> _Input_
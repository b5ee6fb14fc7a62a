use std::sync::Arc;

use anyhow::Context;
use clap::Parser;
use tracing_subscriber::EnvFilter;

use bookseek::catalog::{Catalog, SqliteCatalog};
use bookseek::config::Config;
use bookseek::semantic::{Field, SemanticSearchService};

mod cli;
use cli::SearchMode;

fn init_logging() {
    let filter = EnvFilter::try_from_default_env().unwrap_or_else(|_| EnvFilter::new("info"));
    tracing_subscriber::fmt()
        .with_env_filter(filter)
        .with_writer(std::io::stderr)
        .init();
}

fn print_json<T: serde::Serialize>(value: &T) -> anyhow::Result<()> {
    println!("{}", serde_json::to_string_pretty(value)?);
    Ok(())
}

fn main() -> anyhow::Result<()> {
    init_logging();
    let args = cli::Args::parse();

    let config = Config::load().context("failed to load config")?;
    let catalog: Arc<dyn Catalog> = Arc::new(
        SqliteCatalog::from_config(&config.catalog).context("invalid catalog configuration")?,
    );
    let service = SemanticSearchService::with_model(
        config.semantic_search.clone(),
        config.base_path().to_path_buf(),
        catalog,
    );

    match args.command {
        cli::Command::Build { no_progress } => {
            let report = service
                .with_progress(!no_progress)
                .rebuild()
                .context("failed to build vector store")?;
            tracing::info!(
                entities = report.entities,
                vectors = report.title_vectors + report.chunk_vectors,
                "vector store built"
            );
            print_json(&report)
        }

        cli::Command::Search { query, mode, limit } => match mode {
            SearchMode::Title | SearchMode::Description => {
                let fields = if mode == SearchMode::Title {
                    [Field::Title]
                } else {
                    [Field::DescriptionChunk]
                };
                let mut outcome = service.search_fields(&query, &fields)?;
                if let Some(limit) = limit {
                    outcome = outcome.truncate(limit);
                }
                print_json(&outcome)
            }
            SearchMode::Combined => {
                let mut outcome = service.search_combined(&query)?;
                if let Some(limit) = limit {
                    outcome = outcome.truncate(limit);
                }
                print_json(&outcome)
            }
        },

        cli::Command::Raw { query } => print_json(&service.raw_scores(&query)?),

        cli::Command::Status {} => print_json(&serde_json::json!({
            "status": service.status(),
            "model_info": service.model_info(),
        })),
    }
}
==
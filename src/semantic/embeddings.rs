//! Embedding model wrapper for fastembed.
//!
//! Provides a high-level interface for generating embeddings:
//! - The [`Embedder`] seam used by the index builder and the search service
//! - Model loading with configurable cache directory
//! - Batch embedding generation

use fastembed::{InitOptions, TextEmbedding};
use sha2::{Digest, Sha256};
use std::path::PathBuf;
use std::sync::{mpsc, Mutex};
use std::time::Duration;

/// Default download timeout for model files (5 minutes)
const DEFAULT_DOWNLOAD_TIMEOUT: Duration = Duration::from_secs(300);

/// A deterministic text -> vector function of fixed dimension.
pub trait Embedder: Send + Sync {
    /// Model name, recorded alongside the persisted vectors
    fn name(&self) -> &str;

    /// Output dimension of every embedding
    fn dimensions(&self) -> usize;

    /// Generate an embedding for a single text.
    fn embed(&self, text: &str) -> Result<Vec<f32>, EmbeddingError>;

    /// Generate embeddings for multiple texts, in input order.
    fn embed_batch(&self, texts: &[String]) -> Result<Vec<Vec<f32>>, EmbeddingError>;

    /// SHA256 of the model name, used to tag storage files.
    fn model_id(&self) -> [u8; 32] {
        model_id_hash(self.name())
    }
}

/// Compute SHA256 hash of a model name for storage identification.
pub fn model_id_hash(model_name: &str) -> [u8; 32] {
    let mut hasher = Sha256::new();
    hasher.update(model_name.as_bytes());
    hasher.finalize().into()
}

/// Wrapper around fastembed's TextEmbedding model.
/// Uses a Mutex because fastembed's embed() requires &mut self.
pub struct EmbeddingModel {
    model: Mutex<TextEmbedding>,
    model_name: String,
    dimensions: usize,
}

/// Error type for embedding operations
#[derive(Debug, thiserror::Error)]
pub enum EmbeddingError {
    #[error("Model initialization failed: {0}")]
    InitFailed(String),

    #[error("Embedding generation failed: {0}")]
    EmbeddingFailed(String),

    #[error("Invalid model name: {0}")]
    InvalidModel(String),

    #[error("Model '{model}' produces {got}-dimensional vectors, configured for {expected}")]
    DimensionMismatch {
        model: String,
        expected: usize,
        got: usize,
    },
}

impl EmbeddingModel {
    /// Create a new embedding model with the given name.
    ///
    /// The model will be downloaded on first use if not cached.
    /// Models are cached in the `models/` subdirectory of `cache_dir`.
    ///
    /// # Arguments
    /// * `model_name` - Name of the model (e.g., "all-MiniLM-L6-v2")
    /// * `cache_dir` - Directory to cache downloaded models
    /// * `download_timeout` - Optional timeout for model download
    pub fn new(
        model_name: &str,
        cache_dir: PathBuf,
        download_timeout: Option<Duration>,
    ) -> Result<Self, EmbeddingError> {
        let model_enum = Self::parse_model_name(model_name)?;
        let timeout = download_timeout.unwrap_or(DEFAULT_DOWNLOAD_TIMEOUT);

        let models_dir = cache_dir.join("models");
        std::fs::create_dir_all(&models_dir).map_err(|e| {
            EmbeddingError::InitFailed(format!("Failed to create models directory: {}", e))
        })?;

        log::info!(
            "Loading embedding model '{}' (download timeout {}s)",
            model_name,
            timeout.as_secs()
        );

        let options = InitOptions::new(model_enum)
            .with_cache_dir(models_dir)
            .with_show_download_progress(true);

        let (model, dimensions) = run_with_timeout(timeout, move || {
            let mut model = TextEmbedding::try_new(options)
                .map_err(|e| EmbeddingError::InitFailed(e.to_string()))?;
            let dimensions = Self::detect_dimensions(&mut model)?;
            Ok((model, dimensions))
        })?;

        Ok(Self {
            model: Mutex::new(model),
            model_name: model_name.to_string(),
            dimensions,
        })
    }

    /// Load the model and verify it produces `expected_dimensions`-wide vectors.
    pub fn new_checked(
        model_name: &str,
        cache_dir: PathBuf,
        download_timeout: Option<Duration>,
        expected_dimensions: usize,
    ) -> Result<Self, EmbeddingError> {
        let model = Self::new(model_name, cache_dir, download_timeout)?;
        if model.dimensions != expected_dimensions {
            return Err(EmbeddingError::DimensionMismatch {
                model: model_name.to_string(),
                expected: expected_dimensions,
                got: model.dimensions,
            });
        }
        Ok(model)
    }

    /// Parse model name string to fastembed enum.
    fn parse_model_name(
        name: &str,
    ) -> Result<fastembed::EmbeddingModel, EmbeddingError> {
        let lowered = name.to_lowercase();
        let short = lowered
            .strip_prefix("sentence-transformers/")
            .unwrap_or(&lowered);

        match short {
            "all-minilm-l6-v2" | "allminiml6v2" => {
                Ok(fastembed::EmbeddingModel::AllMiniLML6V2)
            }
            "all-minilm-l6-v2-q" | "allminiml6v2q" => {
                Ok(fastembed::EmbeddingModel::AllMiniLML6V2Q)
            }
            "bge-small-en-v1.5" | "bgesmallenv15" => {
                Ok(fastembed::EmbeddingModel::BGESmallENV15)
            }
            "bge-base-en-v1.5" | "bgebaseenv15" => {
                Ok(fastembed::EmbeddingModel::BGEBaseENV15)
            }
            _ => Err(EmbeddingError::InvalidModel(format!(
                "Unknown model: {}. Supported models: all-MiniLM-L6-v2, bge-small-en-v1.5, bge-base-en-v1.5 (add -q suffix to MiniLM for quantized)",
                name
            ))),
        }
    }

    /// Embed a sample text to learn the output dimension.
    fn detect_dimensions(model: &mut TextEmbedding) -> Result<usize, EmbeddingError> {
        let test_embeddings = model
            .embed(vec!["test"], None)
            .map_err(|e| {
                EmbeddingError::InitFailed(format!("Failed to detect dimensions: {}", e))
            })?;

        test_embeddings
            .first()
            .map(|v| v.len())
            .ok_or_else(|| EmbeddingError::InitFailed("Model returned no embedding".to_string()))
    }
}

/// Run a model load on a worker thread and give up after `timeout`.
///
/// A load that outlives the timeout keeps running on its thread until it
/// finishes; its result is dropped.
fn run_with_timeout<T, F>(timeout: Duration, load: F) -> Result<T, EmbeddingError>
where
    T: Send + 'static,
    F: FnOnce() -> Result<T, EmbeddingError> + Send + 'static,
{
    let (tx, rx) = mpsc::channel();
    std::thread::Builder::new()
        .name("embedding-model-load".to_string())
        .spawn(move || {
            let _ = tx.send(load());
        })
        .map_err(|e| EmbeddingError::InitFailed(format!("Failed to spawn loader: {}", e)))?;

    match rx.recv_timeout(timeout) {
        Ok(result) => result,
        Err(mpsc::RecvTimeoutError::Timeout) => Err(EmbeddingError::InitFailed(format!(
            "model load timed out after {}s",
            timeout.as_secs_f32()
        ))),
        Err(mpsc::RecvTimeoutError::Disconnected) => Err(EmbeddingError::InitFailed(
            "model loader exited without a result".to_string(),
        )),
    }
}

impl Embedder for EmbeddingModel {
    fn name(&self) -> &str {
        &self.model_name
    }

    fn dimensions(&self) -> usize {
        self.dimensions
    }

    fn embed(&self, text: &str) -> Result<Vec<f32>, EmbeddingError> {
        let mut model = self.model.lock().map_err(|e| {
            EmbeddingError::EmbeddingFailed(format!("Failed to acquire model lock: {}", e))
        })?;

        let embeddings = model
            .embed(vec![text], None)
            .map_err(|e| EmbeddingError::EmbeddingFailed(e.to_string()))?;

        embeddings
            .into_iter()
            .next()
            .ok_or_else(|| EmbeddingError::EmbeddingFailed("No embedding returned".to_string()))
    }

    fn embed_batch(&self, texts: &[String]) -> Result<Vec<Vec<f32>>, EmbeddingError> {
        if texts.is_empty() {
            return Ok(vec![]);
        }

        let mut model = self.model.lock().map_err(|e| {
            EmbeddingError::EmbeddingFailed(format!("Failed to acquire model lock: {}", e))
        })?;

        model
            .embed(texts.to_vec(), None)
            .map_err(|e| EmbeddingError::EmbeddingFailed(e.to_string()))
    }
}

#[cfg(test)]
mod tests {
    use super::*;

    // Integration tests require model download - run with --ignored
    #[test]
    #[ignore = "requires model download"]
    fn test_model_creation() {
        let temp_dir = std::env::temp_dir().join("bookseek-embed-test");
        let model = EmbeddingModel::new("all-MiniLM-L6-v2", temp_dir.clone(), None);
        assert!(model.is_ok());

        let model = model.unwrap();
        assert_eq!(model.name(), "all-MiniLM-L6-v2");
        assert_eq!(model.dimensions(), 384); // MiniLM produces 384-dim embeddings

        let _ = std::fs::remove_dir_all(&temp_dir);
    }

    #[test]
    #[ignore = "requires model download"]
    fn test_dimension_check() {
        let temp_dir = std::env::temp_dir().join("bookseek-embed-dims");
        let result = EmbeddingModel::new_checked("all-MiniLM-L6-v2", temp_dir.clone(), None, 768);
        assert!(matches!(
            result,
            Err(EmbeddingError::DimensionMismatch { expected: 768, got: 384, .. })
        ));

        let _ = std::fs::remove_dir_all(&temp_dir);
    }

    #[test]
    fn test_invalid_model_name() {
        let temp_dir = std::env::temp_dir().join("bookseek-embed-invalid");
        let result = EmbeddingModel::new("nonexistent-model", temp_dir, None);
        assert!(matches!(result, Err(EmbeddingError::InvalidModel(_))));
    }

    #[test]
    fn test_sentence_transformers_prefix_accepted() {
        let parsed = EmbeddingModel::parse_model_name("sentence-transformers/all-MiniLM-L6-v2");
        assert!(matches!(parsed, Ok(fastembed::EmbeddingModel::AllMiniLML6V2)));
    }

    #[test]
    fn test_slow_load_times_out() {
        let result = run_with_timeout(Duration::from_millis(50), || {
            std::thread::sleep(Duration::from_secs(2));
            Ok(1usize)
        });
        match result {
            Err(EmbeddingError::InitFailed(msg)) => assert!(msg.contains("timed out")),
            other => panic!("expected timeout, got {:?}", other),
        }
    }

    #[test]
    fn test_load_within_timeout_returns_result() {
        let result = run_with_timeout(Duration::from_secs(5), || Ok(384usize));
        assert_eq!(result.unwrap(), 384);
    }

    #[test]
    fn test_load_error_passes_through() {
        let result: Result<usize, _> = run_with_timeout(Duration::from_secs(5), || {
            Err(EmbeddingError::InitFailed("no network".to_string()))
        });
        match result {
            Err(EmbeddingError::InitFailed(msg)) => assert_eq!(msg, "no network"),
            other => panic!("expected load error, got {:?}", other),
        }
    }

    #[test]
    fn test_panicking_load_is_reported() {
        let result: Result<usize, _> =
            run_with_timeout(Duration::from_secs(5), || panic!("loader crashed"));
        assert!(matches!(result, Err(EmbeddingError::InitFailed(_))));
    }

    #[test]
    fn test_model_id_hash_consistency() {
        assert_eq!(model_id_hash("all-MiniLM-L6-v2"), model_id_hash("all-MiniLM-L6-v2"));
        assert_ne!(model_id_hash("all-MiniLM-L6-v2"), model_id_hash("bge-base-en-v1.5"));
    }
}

> _Task details_
Whenever the word "storage" shows up in a line above, copy that line.

> _Expected answer_
    /// SHA256 of the model name, used to tag storage files.
/// Compute SHA256 hash of a model name for storage identification.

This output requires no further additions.